Los productos que no son “altos en..” y no tienen que aplicar advertencias ya se promocionan como “libre de sellos”.

Productos así deberían comunicar su “saludabilidad” en su packaging como ventaja competitiva. 🙌

¿Podemos librarnos de las regulaciones?

Se puede reformular el producto y reducir o eliminar «lo malo» para no tener que poner esas advertencias que ni el fabricante ni los consumidores quieren ver. Cada uno por distintos intereses. 🤷‍🤷‍♂️

Si no se puede reformular, se puede reducir el tamaño de la porción. Okey, sigue siendo alto en «eso» pero consumirlo en pequeñas cantidades no sería exceso.

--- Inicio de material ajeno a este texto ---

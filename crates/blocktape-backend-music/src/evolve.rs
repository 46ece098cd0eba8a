//! Gradual configuration evolution for long streaming sessions.
//!
//! An [`Evolution`] holds four normalized biases in `[-1, 1]`. Each step
//! moves them toward a target that depends on elapsed session time (a slow
//! cycle) and on current batch activity, by at most `max_step` per bias, so
//! consecutive tracks never jump.

use std::f64::consts::TAU;

use blocktape_spec::MusicParameters;
use serde::{Deserialize, Serialize};

/// Length of one full evolution cycle in seconds.
pub const EVOLUTION_PERIOD_SECONDS: f64 = 1800.0;

/// Tempo change in BPM at full bias.
pub const TEMPO_SPAN_BPM: f64 = 4.0;
/// Swing change at full bias.
pub const SWING_SPAN: f64 = 0.05;
/// Reverb change at full bias.
pub const REVERB_SPAN: f64 = 0.15;
/// Filter cutoff change at full bias.
pub const FILTER_SPAN: f64 = 0.2;

/// Accumulated nudges applied on top of freshly derived parameters.
#[derive(Debug, Clone, Copy, PartialEq, Default, Serialize, Deserialize)]
pub struct Evolution {
    pub tempo_bias: f64,
    pub swing_bias: f64,
    pub reverb_bias: f64,
    pub filter_bias: f64,
}

impl Evolution {
    /// Target biases for a moment in the session.
    pub fn target(elapsed_seconds: f64, activity: f64) -> Evolution {
        let phase = (elapsed_seconds.max(0.0) / EVOLUTION_PERIOD_SECONDS) * TAU;
        let activity = if activity.is_finite() {
            activity.clamp(0.0, 1.0)
        } else {
            0.5
        };
        let lean = activity * 2.0 - 1.0;

        Evolution {
            tempo_bias: 0.5 * phase.sin() + 0.5 * lean,
            swing_bias: phase.cos(),
            reverb_bias: -lean,
            filter_bias: 0.6 * lean + 0.4 * (0.5 * phase).sin(),
        }
    }

    /// Moves each bias toward the target by at most `max_step`.
    pub fn step(&self, elapsed_seconds: f64, activity: f64, max_step: f64) -> Evolution {
        let target = Self::target(elapsed_seconds, activity);
        let max_step = max_step.abs();
        let approach = |current: f64, goal: f64| {
            (current + (goal - current).clamp(-max_step, max_step)).clamp(-1.0, 1.0)
        };

        Evolution {
            tempo_bias: approach(self.tempo_bias, target.tempo_bias),
            swing_bias: approach(self.swing_bias, target.swing_bias),
            reverb_bias: approach(self.reverb_bias, target.reverb_bias),
            filter_bias: approach(self.filter_bias, target.filter_bias),
        }
    }

    /// Returns true if every bias is zero.
    pub fn is_neutral(&self) -> bool {
        *self == Evolution::default()
    }

    /// Applies the biases, keeping tempo inside `tempo_range`.
    pub fn apply(&self, params: &MusicParameters, tempo_range: (f64, f64)) -> MusicParameters {
        let (lo, hi) = tempo_range;
        MusicParameters {
            tempo: (params.tempo + self.tempo_bias * TEMPO_SPAN_BPM).clamp(lo, hi),
            swing: (params.swing + self.swing_bias * SWING_SPAN).clamp(0.0, 1.0),
            reverb: (params.reverb + self.reverb_bias * REVERB_SPAN).clamp(0.0, 1.0),
            filter_cutoff: (params.filter_cutoff + self.filter_bias * FILTER_SPAN)
                .clamp(0.0, 1.0),
            ..params.clone()
        }
    }
}
//! Blocktape CLI library.
//!
//! This crate provides the command implementations behind the `blocktape`
//! binary: one-shot parameter derivation and track generation, WAVE
//! inspection, and a streaming session runner.

pub mod commands;
pub mod input;
pub mod logging;
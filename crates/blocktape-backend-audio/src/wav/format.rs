//! WAVE format parameters.

use serde::Serialize;

/// Length of the canonical header written by this crate.
pub const HEADER_LEN: usize = 44;

/// Format written into the `fmt ` chunk.
#[derive(Debug, Clone, Copy, PartialEq, Eq)]
pub struct WavFormat {
    pub channels: u16,
    pub sample_rate: u32,
    /// Always 16 for files written here.
    pub bits_per_sample: u16,
}

impl WavFormat {
    /// 16-bit stereo at `sample_rate`.
    pub fn stereo(sample_rate: u32) -> Self {
        Self {
            channels: 2,
            sample_rate,
            bits_per_sample: 16,
        }
    }

    pub fn bytes_per_sample(&self) -> u16 {
        self.bits_per_sample / 8
    }

    /// Bytes per frame.
    pub fn block_align(&self) -> u16 {
        self.channels * self.bytes_per_sample()
    }

    pub fn byte_rate(&self) -> u32 {
        self.sample_rate * self.block_align() as u32
    }
}

/// Header fields read back from a container.
#[derive(Debug, Clone, Copy, PartialEq, Eq, Serialize)]
pub struct WavInfo {
    pub channels: u16,
    pub sample_rate: u32,
    pub bits_per_sample: u16,
    pub byte_rate: u32,
    pub block_align: u16,
    /// Size of the `data` chunk in bytes.
    pub data_len: usize,
    /// Frames (samples per channel).
    pub num_frames: usize,
}

impl WavInfo {
    pub fn duration_seconds(&self) -> f64 {
        if self.sample_rate == 0 {
            0.0
        } else {
            self.num_frames as f64 / self.sample_rate as f64
        }
    }
}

Para que la miniatura no parezca la edición de Lilliput y tenga gusto a poco, se le puede dar un toque de exclusividad con sabores que no existen en la versión regular.👌

También puede tener un contenedor especial, coleccionable o personalizado para construir una experiencia de consumo diferente.

La gratificación emocional también existe.

En esta entrevista Maria Sharapova cuenta que para vender su línea de dulces -no libres de sellos- apostó al diseño de producto, estética del packaging y al autocontrol del adulto para no excederse. Habrá que ver qué pasa si obligan a aplicar sellos que hagan el packaging menos atractivo.

Facilitar el control de la porción también agrega valor. Como los productos que vienen cortados en bocados pequeños o separados ya en dosis individuales. Incluso el envase puede permitir guardar para comer más tarde mediante cierre hermético o similar.

¿Qué hacer cuando no hay nada que hacer?

Los productos -altos en- van a seguir existiendo al menos por un tiempo más. Si la marca tiene seguidores y se vende a pesar de todo, lo que queda es reforzar la relación con los consumidores.

Lanzar ediciones personalizadas donde cada persona pueda elegir un diseño original o intervenir para que lo sientan propio y quede guardado en un rincón de su corazón.

Conectar desde el lado emocional de las personas te hace especial.

Esto debe estar enlazado con redes sociales o con realidad aumentada. El celular/móvil está en mano de todo el mundo, y el packaging también. ¡Feliz coincidencia! 🤳

Para asegurar la continuidad de la marca lo mejor es tener al menos un desarrollo de producto libre de sellos. Quizás no sea lo que sostenga la marca hoy, pero lo será mañana.